Please contact me in order for this story to be placed on an archive, or if you want know of a friend who would enjoy my works, please email me their address and I will mail them the stories, expressly for the purpose of link trading. MiSTiers are welcomed! Please do inform me that you'd like to do the MiSTing, however, and send me a copy of the finished product. I'd also love to archive any MiSTings that are made of my work!
CATEGORY: Songfic.
FEEDBACK: PLEASE?!
SETTING IN TIMELINE: California Era
SPOILLER/SUMMARY: Laverne thinks upon the path which lead her to this place, this lake
NOTES: Fourth fic in a shared universe. Lyrics from the Parton/Harris/Rondstadt song "High Sierra." Don't belong to me, they belong to the writers.
Boldface = flashbacks, italics=lyrics in this chapter.
****
On a half-tank of gas and full stomachs, they pulled off of the highway and into a hospitable, free campground sight.
Laverne noticed the marked coolness in the air when Lenny pulled the brake. She jumped out of the car as soon as they came to a rest, stretching her aching legs.
He slumped against the side of the car and began fanning himself, trying to break the almost acrid heat burning their throats and noses.
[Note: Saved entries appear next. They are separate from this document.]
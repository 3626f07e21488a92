mod collections;
mod health;

use std::sync::Arc;

use anyhow::{Context, Result, bail};
use console::style;
use tracing::info;

use crate::core::backend::{HttpBackend, QueryBackend};
use crate::core::config::ChatConfig;
use crate::core::session::QuerySession;
use crate::core::terminal::{self, GuideSection, print_error};
use crate::interfaces::Frontend;
use crate::interfaces::cli::ChatInterface;
use crate::interfaces::line::LinePrompt;

fn print_help() {
    terminal::print_banner();

    GuideSection::new("Chat")
        .command("tui", "Start the full-screen chat (default)")
        .command("ask", "Ask questions at a line prompt")
        .print();

    GuideSection::new("Backend")
        .command("health", "Check that the backend can reach MongoDB")
        .command("collections", "List collections and document counts")
        .print();

    GuideSection::new("Options")
        .command("--api-url <url>", "Query backend base URL")
        .command("--question, -q <text>", "With 'ask': answer one question and exit")
        .blank()
        .text("The backend URL can also be set with MONGO_CHAT_API_URL or in")
        .text("config.toml under the data directory (MONGO_CHAT_DATA_DIR).")
        .print();

    println!(
        "\n {} {} [command] [options]\n",
        style("Usage:").bold(),
        style("mongo-chat").green()
    );
}

#[derive(Debug, Clone, Default, PartialEq, Eq)]
pub(crate) struct ClientFlags {
    pub api_url: Option<String>,
    pub question: Option<String>,
}

pub(crate) fn parse_client_flags(args: &[String], start: usize) -> ClientFlags {
    let mut flags = ClientFlags::default();
    let mut i = start;
    while i < args.len() {
        match args[i].as_str() {
            "--api-url" => {
                if i + 1 < args.len() {
                    flags.api_url = Some(args[i + 1].clone());
                    i += 2;
                } else {
                    i += 1;
                }
            }
            "--question" | "-q" => {
                if i + 1 < args.len() {
                    flags.question = Some(args[i + 1].clone());
                    i += 2;
                } else {
                    i += 1;
                }
            }
            _ => i += 1,
        }
    }
    flags
}

/// Picks the command and the index its flags start at. No command, or a
/// leading flag, means the full-screen chat.
pub(crate) fn split_command(args: &[String]) -> (&str, usize) {
    match args.get(1).map(String::as_str) {
        None => ("tui", 1),
        Some(help @ ("--help" | "-h")) => (help, 2),
        Some(flag) if flag.starts_with('-') => ("tui", 1),
        Some(cmd) => (cmd, 2),
    }
}

fn connect(config: &ChatConfig) -> Result<Arc<dyn QueryBackend>> {
    let backend = HttpBackend::new(&config.api_url, config.request_timeout())
        .with_context(|| format!("cannot use API URL '{}'", config.api_url))?;
    Ok(Arc::new(backend))
}

pub async fn run_main() -> Result<()> {
    dotenvy::dotenv().ok();
    let args: Vec<String> = std::env::args().collect();
    let (cmd, flag_start) = split_command(&args);

    if matches!(cmd, "help" | "--help" | "-h") {
        print_help();
        return Ok(());
    }
    if !matches!(cmd, "tui" | "ask" | "health" | "collections") {
        print_error(&format!("Unknown command: {}", cmd));
        print_help();
        bail!("unknown command '{}'", cmd);
    }

    let flags = parse_client_flags(&args, flag_start);
    let config = ChatConfig::load()?.with_api_url_override(flags.api_url);
    crate::logging::init(&ChatConfig::data_dir(), cmd == "tui");
    info!(command = cmd, api_url = %config.api_url, "mongo-chat starting");

    let backend = connect(&config)?;
    match cmd {
        "tui" => {
            let mut frontend = ChatInterface::new(QuerySession::new(), backend);
            frontend.run().await
        }
        "ask" => {
            let mut frontend = LinePrompt::new(QuerySession::new(), backend, flags.question);
            frontend.run().await
        }
        "health" => health::run_health(backend.as_ref()).await,
        _ => collections::run_collections(backend.as_ref()).await,
    }
}

/// True when the error is the user leaving a prompt with Esc or Ctrl+C.
pub fn is_user_cancel(err: &anyhow::Error) -> bool {
    matches!(
        err.downcast_ref::<inquire::InquireError>(),
        Some(inquire::InquireError::OperationCanceled | inquire::InquireError::OperationInterrupted)
    )
}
And yet he moved more slowly, as though he were lost in another world entirely. Laverne understood his distance, one that had lain in his skin since learning of Squiggy's leaving California.
She had spent the afternoon entertaining herself with thoughts of others just as far away.
***
I've been higher than the high sierra
Lower than Death Valley must be
I've been right, mostly wrong
Wrong about you, right about me
He lay across the seat, his bare toes wiggling against the wind. Sometime after two, she insisted on driving them through Nevada and into Texas. Tired, he did not complain, and instead slept like a log, his head in her lap.
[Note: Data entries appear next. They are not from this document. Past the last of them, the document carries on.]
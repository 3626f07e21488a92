mod http;

pub use http::HttpBackend;

use std::collections::BTreeMap;

use async_trait::async_trait;
use serde::Deserialize;
use serde_json::Value;

/// Body of `GET /health/`.
///
/// Fields are read one by one from the JSON object. A missing or wrong-typed
/// field takes its default, so a malformed report reads as "not healthy"
/// instead of failing to decode.
#[derive(Debug, Clone, PartialEq, Default)]
pub struct HealthReport {
    pub status: String,
    pub message: String,
    pub mongodb_connected: bool,
    pub collections_count: Option<u64>,
}

impl HealthReport {
    /// `None` when the body is not a JSON object at all.
    pub fn from_value(value: &Value) -> Option<Self> {
        let body = value.as_object()?;
        let text = |key: &str| {
            body.get(key)
                .and_then(Value::as_str)
                .unwrap_or_default()
                .to_string()
        };
        Some(Self {
            status: text("status"),
            message: text("message"),
            mongodb_connected: body
                .get("mongodb_connected")
                .and_then(Value::as_bool)
                .unwrap_or(false),
            collections_count: body.get("collections_count").and_then(Value::as_u64),
        })
    }

    pub fn is_healthy(&self) -> bool {
        self.status == "healthy" && self.mongodb_connected
    }
}

/// A query proposed by `POST /api/chat/`.
#[derive(Debug, Clone, PartialEq, Deserialize)]
pub struct QueryProposal {
    #[serde(default)]
    pub question: String,
    pub query: String,
}

/// Successful body of `POST /api/execute-query/`.
#[derive(Debug, Clone, PartialEq, Deserialize)]
pub struct ExecutionOutcome {
    #[serde(default)]
    pub question: String,
    #[serde(default)]
    pub query: String,
    #[serde(default)]
    pub result: Value,
    #[serde(default)]
    pub answer: String,
}

#[derive(Debug, Clone, PartialEq, Default, Deserialize)]
#[serde(default)]
pub struct CollectionInfo {
    pub fields: Vec<String>,
    pub document_count: u64,
}

pub type CollectionMap = BTreeMap<String, CollectionInfo>;

#[derive(Debug, Clone, PartialEq, thiserror::Error)]
pub enum BackendError {
    /// The request never produced a usable response (refused, reset, timed out).
    #[error("{0}")]
    Transport(String),

    #[error("HTTP {status}: {body}")]
    HttpStatus { status: u16, body: String },

    /// `{"success": false, "error": ...}` from the backend.
    #[error("{0}")]
    Reported(String),

    #[error("unexpected response: {0}")]
    Decode(String),
}

impl BackendError {
    /// True for everything except a failure the backend itself reported.
    pub fn is_transport(&self) -> bool {
        !matches!(self, BackendError::Reported(_))
    }
}

impl From<reqwest::Error> for BackendError {
    fn from(err: reqwest::Error) -> Self {
        if err.is_timeout() {
            BackendError::Transport(format!("request timed out: {}", err))
        } else {
            BackendError::Transport(err.to_string())
        }
    }
}

/// The four calls the chat client makes against the query backend.
#[async_trait]
pub trait QueryBackend: Send + Sync {
    /// Base URL the backend is reached at, for display only.
    fn endpoint(&self) -> &str;

    async fn health(&self) -> Result<HealthReport, BackendError>;

    async fn generate_query(&self, question: &str) -> Result<QueryProposal, BackendError>;

    async fn execute_query(
        &self,
        question: &str,
        query: &str,
    ) -> Result<ExecutionOutcome, BackendError>;

    async fn collections(&self) -> Result<CollectionMap, BackendError>;
}

/// One display line per collection, sorted by name.
pub fn summarize_collections(collections: &CollectionMap) -> Vec<String> {
    collections
        .iter()
        .map(|(name, info)| {
            let noun = if info.document_count == 1 {
                "document"
            } else {
                "documents"
            };
            if info.fields.is_empty() {
                format!("{} ({} {})", name, info.document_count, noun)
            } else {
                let mut fields = info.fields.clone();
                fields.sort();
                format!(
                    "{} ({} {}) fields: {}",
                    name,
                    info.document_count,
                    noun,
                    fields.join(", ")
                )
            }
        })
        .collect()
}

#[cfg(test)]
mod tests {
    use super::*;
    use serde_json::json;

    #[test]
    fn health_report_requires_status_and_connection_flag() {
        let healthy = HealthReport::from_value(&json!({
            "status": "healthy",
            "message": "ok",
            "mongodb_connected": true,
            "collections_count": 3
        }))
        .unwrap();
        assert!(healthy.is_healthy());
        assert_eq!(healthy.collections_count, Some(3));

        let missing_flag = HealthReport::from_value(&json!({ "status": "healthy" })).unwrap();
        assert!(!missing_flag.is_healthy());

        let errored = HealthReport::from_value(&json!({
            "status": "error",
            "message": "Health check failed: timeout",
            "mongodb_connected": false
        }))
        .unwrap();
        assert!(!errored.is_healthy());
        assert_eq!(errored.collections_count, None);
    }

    #[test]
    fn wrong_typed_health_fields_read_as_degraded() {
        let stringly = HealthReport::from_value(&json!({
            "status": "healthy",
            "mongodb_connected": "yes",
            "collections_count": "2"
        }))
        .unwrap();
        assert!(!stringly.is_healthy());
        assert_eq!(stringly.collections_count, None);

        let numeric_status = HealthReport::from_value(&json!({
            "status": 1,
            "message": null,
            "mongodb_connected": true
        }))
        .unwrap();
        assert!(!numeric_status.is_healthy());
        assert_eq!(numeric_status.message, "");
    }

    #[test]
    fn health_report_ignores_fields_it_does_not_read() {
        let report = HealthReport::from_value(&json!({
            "status": "healthy",
            "mongodb_connected": true,
            "collections_count": 2,
            "collections": null
        }))
        .unwrap();
        assert!(report.is_healthy());
        assert_eq!(report.collections_count, Some(2));

        assert!(HealthReport::from_value(&json!(["healthy"])).is_none());
        assert!(HealthReport::from_value(&json!("healthy")).is_none());
    }

    #[test]
    fn only_reported_failures_are_not_transport() {
        assert!(BackendError::Transport("refused".into()).is_transport());
        assert!(
            BackendError::HttpStatus {
                status: 502,
                body: String::new()
            }
            .is_transport()
        );
        assert!(BackendError::Decode("eof".into()).is_transport());
        assert!(!BackendError::Reported("Question is required".into()).is_transport());
    }

    #[test]
    fn summarize_collections_sorts_fields_and_pluralizes() {
        let mut map = CollectionMap::new();
        map.insert(
            "orders".to_string(),
            CollectionInfo {
                fields: vec!["status".into(), "_id".into(), "amount".into()],
                document_count: 12,
            },
        );
        map.insert(
            "audit".to_string(),
            CollectionInfo {
                fields: vec![],
                document_count: 1,
            },
        );
        let lines = summarize_collections(&map);
        assert_eq!(
            lines,
            vec![
                "audit (1 document)".to_string(),
                "orders (12 documents) fields: _id, amount, status".to_string(),
            ]
        );
    }
}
She smiled to herself; Fonzie used to do that. He would spend long nights in garages, trying to get enough money to buy his own bike. They would nuzzle together at the movies and spend the rest of their time just talking.
It was all so perfectly innocent, something not even Shirley had believed. Sexuality didn't figure into things until long after he had graduated, and then treated her like a gentleman. They hadn't gotten very far.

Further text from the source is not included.